Centrica said it would use the proceeds to reduce net debt, which rose by 18% to £2.8bn during the first half of the year, and to make a “material” contribution to its defined benefit pension schemes, where a £1bn increase was made in the technical pension deficit.
If the deal is approved by shareholders and regulators it is expected to complete before the end of this year and, alongside the 5,000 job cuts announced last month, the board said this would create “a simpler and leaner energy services and solutions company”.
Meanwhile, the former blue-chip group - demoted last month - reported half-year results showing revenue down 9% to £12.5bn, driven largely by lower demand for energy from businesses due to the coronavirus (COVID-19) pandemic
A statutory loss for the period of £278mln after taking a £1.04bn net exceptional charge, including restructuring costs of £251mln, and £785mln of impairments oil, gas and nuclear assets due to the fall in commodity price and nuclear plant availability issues.
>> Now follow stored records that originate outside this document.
//! Shared key/value store coordination.
//!
//! Three logical identities talk to the Valkey store, each over its own
//! connection behind its own mutex: `dlp-reader` (read-only, policy key),
//! `governance-reqmod` (token registration, host-approval lookup), and
//! `governance-respmod` (approval commit). The host framework pre-forks
//! worker processes, so connections are never built ahead of time: each
//! coordinator records the pid that created its connection and discards
//! anything inherited across a fork, connecting lazily on first use in
//! the worker.
//!
//! Every multi-command sequence runs inside a single mutex acquisition so
//! it observes a consistent view and never interleaves with another
//! thread on the same connection.

use std::fs;
use std::path::{Path, PathBuf};
use std::sync::Mutex;

use thiserror::Error;
use tracing::{debug, warn};
use zeroize::Zeroize;

use crate::config::Config;

/// Key names and builders for the shared store.
pub mod keys {
    pub const SECURITY_LEVEL: &str = "polis:config:security_level";
    pub const AUDIT_LOG: &str = "polis:log:events";

    pub fn ott(code: &str) -> String {
        format!("polis:ott:{code}")
    }

    pub fn ott_lock(request_id: &str) -> String {
        format!("polis:ott_lock:{request_id}")
    }

    pub fn blocked(request_id: &str) -> String {
        format!("polis:blocked:{request_id}")
    }

    pub fn approved(request_id: &str) -> String {
        format!("polis:approved:{request_id}")
    }

    pub fn approved_host(host: &str) -> String {
        format!("polis:approved:host:{host}")
    }
}

#[derive(Debug, Error)]
pub enum StoreError {
    #[error("store connection failed: {0}")]
    Connect(String),
    #[error("store command failed: {0}")]
    Command(String),
    #[error("store mutex poisoned")]
    Poisoned,
}

/// The command subset the services need. Implemented by the Valkey client
/// and by the in-memory store the tests run against.
pub trait KvCommands: Send {
    fn ping(&mut self) -> Result<(), StoreError>;
    fn get(&mut self, key: &str) -> Result<Option<String>, StoreError>;
    /// SET key value NX EX ttl; returns whether the key was set.
    fn set_nx_ex(&mut self, key: &str, value: &str, ttl_secs: u64) -> Result<bool, StoreError>;
    fn setex(&mut self, key: &str, ttl_secs: u64, value: &str) -> Result<(), StoreError>;
    fn exists(&mut self, key: &str) -> Result<bool, StoreError>;
    fn del(&mut self, key: &str) -> Result<(), StoreError>;
    fn zadd(&mut self, key: &str, score: f64, member: &str) -> Result<(), StoreError>;
}

/// Factory producing a fresh authenticated connection.
pub type Connector = Box<dyn Fn() -> Result<Box<dyn KvCommands>, StoreError> + Send + Sync>;

/// The three store identities and their credentials.
#[derive(Debug, Clone, Copy, PartialEq, Eq)]
pub enum StoreIdentity {
    DlpReader,
    GovReqmod,
    GovRespmod,
}

impl StoreIdentity {
    pub fn username(self) -> &'static str {
        match self {
            StoreIdentity::DlpReader => "dlp-reader",
            StoreIdentity::GovReqmod => "governance-reqmod",
            StoreIdentity::GovRespmod => "governance-respmod",
        }
    }

    pub fn secret_path(self) -> &'static str {
        match self {
            StoreIdentity::DlpReader => "/run/secrets/valkey_dlp_password",
            StoreIdentity::GovReqmod => "/run/secrets/valkey_reqmod_password",
            StoreIdentity::GovRespmod => "/run/secrets/valkey_respmod_password",
        }
    }
}

struct Slot {
    conn: Option<Box<dyn KvCommands>>,
    owner_pid: u32,
}

/// One store identity's connection, lazily established and serialised.
pub struct StoreCoordinator {
    identity: &'static str,
    connector: Connector,
    slot: Mutex<Slot>,
}

impl StoreCoordinator {
    pub fn new(identity: StoreIdentity, connector: Connector) -> Self {
        Self {
            identity: identity.username(),
            connector,
            slot: Mutex::new(Slot {
                conn: None,
                owner_pid: 0,
            }),
        }
    }

    /// Run `op` against a live connection, holding the identity's mutex
    /// for the whole call. Establishes or replaces the connection as
    /// needed: a pid mismatch (fork inheritance) or a failed liveness
    /// PING discards the cached connection before reconnecting.
    pub fn with_conn<T>(
        &self,
        op: impl FnOnce(&mut dyn KvCommands) -> Result<T, StoreError>,
    ) -> Result<T, StoreError> {
        let mut slot = self.slot.lock().map_err(|_| StoreError::Poisoned)?;

        let pid = std::process::id();
        if slot.owner_pid != pid && slot.conn.is_some() {
            debug!(
                identity = self.identity,
                "discarding connection inherited across fork"
            );
            slot.conn = None;
        }

        if let Some(conn) = slot.conn.as_deref_mut() {
            if conn.ping().is_err() {
                debug!(identity = self.identity, "connection stale, reconnecting");
                slot.conn = None;
            }
        }

        if slot.conn.is_none() {
            match (self.connector)() {
                Ok(conn) => {
                    slot.conn = Some(conn);
                    slot.owner_pid = pid;
                    debug!(identity = self.identity, "store connection established");
                }
                Err(e) => {
                    warn!(identity = self.identity, error = %e, "store unavailable");
                    return Err(e);
                }
            }
        }

        let conn = slot
            .conn
            .as_deref_mut()
            .ok_or_else(|| StoreError::Connect("no connection".into()))?;
        let result = op(conn);

        // A failed command leaves the connection in an unknown state;
        // drop it so the next caller reconnects.
        if matches!(result, Err(StoreError::Command(_))) {
            slot.conn = None;
        }
        result
    }
}

// ── Valkey client ───────────────────────────────────────────────

/// Connection parameters for one store identity.
#[derive(Debug, Clone)]
pub struct ValkeyConfig {
    pub host: String,
    pub port: u16,
    pub tls_ca: PathBuf,
    pub tls_cert: PathBuf,
    pub tls_key: PathBuf,
    pub identity: StoreIdentity,
}

impl ValkeyConfig {
    pub fn from_config(cfg: &Config, identity: StoreIdentity) -> Self {
        Self {
            host: cfg.valkey_host.clone(),
            port: cfg.valkey_port,
            tls_ca: cfg.valkey_tls_ca.clone(),
            tls_cert: cfg.valkey_tls_cert.clone(),
            tls_key: cfg.valkey_tls_key.clone(),
            identity,
        }
    }
}

/// Build a connector that dials Valkey over mutual TLS and authenticates
/// as the configured identity.
pub fn valkey_connector(cfg: ValkeyConfig) -> Connector {
    Box::new(move || connect_valkey(&cfg))
}

struct ValkeyConn {
    conn: redis::Connection,
}

fn connect_valkey(cfg: &ValkeyConfig) -> Result<Box<dyn KvCommands>, StoreError> {
    let read_pem = |path: &Path| {
        fs::read(path)
            .map_err(|e| StoreError::Connect(format!("cannot read {}: {e}", path.display())))
    };
    let root_cert = read_pem(&cfg.tls_ca)?;
    let client_cert = read_pem(&cfg.tls_cert)?;
    let client_key = read_pem(&cfg.tls_key)?;

    let url = format!("rediss://{}:{}", cfg.host, cfg.port);
    let client = redis::Client::build_with_tls(
        url,
        redis::TlsCertificates {
            client_tls: Some(redis::ClientTlsConfig {
                client_cert,
                client_key,
            }),
            root_cert: Some(root_cert),
        },
    )
    .map_err(|e| StoreError::Connect(format!("tls setup failed: {e}")))?;

    let mut conn = client
        .get_connection()
        .map_err(|e| StoreError::Connect(format!("{}:{}: {e}", cfg.host, cfg.port)))?;

    let mut password = read_secret(Path::new(cfg.identity.secret_path()))?;
    let auth: Result<String, redis::RedisError> = redis::cmd("AUTH")
        .arg(cfg.identity.username())
        .arg(password.as_str())
        .query(&mut conn);
    password.zeroize();
    auth.map_err(|e| {
        StoreError::Connect(format!("auth as {} failed: {e}", cfg.identity.username()))
    })?;

    debug!(
        identity = cfg.identity.username(),
        host = %cfg.host,
        port = cfg.port,
        "connected to store (TLS + ACL)"
    );
    Ok(Box::new(ValkeyConn { conn }))
}

/// Read a one-line secret file; the trailing newline is stripped and the
/// raw buffer scrubbed.
fn read_secret(path: &Path) -> Result<String, StoreError> {
    let mut raw = fs::read_to_string(path)
        .map_err(|e| StoreError::Connect(format!("cannot read secret {}: {e}", path.display())))?;
    let end = raw.find('\n').unwrap_or(raw.len());
    let line = raw[..end].trim_end_matches('\r').to_string();
    raw.zeroize();
    Ok(line)
}

fn command_err(e: redis::RedisError) -> StoreError {
    StoreError::Command(e.to_string())
}

impl KvCommands for ValkeyConn {
    fn ping(&mut self) -> Result<(), StoreError> {
        redis::cmd("PING")
            .query::<String>(&mut self.conn)
            .map(|_| ())
            .map_err(command_err)
    }

    fn get(&mut self, key: &str) -> Result<Option<String>, StoreError> {
        redis::cmd("GET")
            .arg(key)
            .query(&mut self.conn)
            .map_err(command_err)
    }

    fn set_nx_ex(&mut self, key: &str, value: &str, ttl_secs: u64) -> Result<bool, StoreError> {
        let reply: Option<String> = redis::cmd("SET")
            .arg(key)
            .arg(value)
            .arg("NX")
            .arg("EX")
            .arg(ttl_secs)
            .query(&mut self.conn)
            .map_err(command_err)?;
        Ok(reply.is_some())
    }

    fn setex(&mut self, key: &str, ttl_secs: u64, value: &str) -> Result<(), StoreError> {
        redis::cmd("SETEX")
            .arg(key)
            .arg(ttl_secs)
            .arg(value)
            .query::<()>(&mut self.conn)
            .map_err(command_err)
    }

    fn exists(&mut self, key: &str) -> Result<bool, StoreError> {
        let count: i64 = redis::cmd("EXISTS")
            .arg(key)
            .query(&mut self.conn)
            .map_err(command_err)?;
        Ok(count > 0)
    }

    fn del(&mut self, key: &str) -> Result<(), StoreError> {
        redis::cmd("DEL")
            .arg(key)
            .query::<i64>(&mut self.conn)
            .map(|_| ())
            .map_err(command_err)
    }

    fn zadd(&mut self, key: &str, score: f64, member: &str) -> Result<(), StoreError> {
        redis::cmd("ZADD")
            .arg(key)
            .arg(score)
            .arg(member)
            .query::<i64>(&mut self.conn)
            .map(|_| ())
            .map_err(command_err)
    }
}

// ── Test support ────────────────────────────────────────────────


// ── Tests ───────────────────────────────────────────────────────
Underlying profits (EBITDA) fell by 19% to £869mln.
In the results statement, Centrica chief executive Chris O’Shea felt it was a resilient performance against the backdrop of the COVID-19 crisis.
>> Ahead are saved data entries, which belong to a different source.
//! Gzip inflate/deflate with decompression bomb defenses.
//!
//! Inflation enforces three layers: a 10 MiB absolute cap on decompressed
//! size, a 100:1 ratio cap against the compressed input, and both checks
//! re-run on every read iteration so a bomb is cut off mid-stream rather
//! than after allocation.

use std::io::Read;

use flate2::read::GzDecoder;
use flate2::write::GzEncoder;
use flate2::Compression;
use std::io::Write;
use thiserror::Error;

/// Absolute cap on decompressed output.
pub const MAX_DECOMPRESS_SIZE: usize = 10 * 1024 * 1024;

/// Maximum decompressed:compressed ratio.
pub const MAX_DECOMPRESS_RATIO: usize = 100;

const READ_CHUNK: usize = 64 * 1024;

#[derive(Debug, Error)]
pub enum GzipError {
    #[error("decompression bomb: {0}")]
    Bomb(&'static str),
    #[error("gzip stream error: {0}")]
    Corrupt(#[from] std::io::Error),
}

impl GzipError {
    pub fn is_bomb(&self) -> bool {
        matches!(self, GzipError::Bomb(_))
    }
}

/// Inflate a gzip body, aborting on bomb heuristics.
pub fn inflate_guarded(input: &[u8]) -> Result<Vec<u8>, GzipError> {
    let mut decoder = GzDecoder::new(input);

    // 4x initial estimate, never reserving past the cap.
    let mut out = Vec::with_capacity((input.len() * 4).clamp(4096, MAX_DECOMPRESS_SIZE));
    let mut chunk = [0u8; READ_CHUNK];

    loop {
        let n = decoder.read(&mut chunk)?;
        if n == 0 {
            break;
        }
        out.extend_from_slice(&chunk[..n]);

        if out.len() > MAX_DECOMPRESS_SIZE {
            return Err(GzipError::Bomb("absolute size cap exceeded"));
        }
        if !input.is_empty() && out.len() / input.len() > MAX_DECOMPRESS_RATIO {
            return Err(GzipError::Bomb("compression ratio cap exceeded"));
        }
    }

    Ok(out)
}

/// Deflate a plain body back to gzip at the default level.
pub fn deflate(input: &[u8]) -> Result<Vec<u8>, GzipError> {
    let mut encoder = GzEncoder::new(Vec::with_capacity(input.len() / 2 + 64), Compression::default());
    encoder.write_all(input)?;
    Ok(encoder.finish()?)
}

// ── Tests ───────────────────────────────────────────────────────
"Our mission now is to turn around the company by putting customers at the heart of everything we do and creating a simpler, leaner, more modern and more sustainable company.”
Shares were up 22% to 49.34p early on Friday, though still down 45% since the start of the year.
Analysts at UBS said that while the announcements were likely to get a positive reaction from the market with equity value at low levels, "but challenges remain, and the upside from the US disposal may be absorbed into the pension deficit".
However, the US business was sold for well above UBS's valuation of US$2.85bn.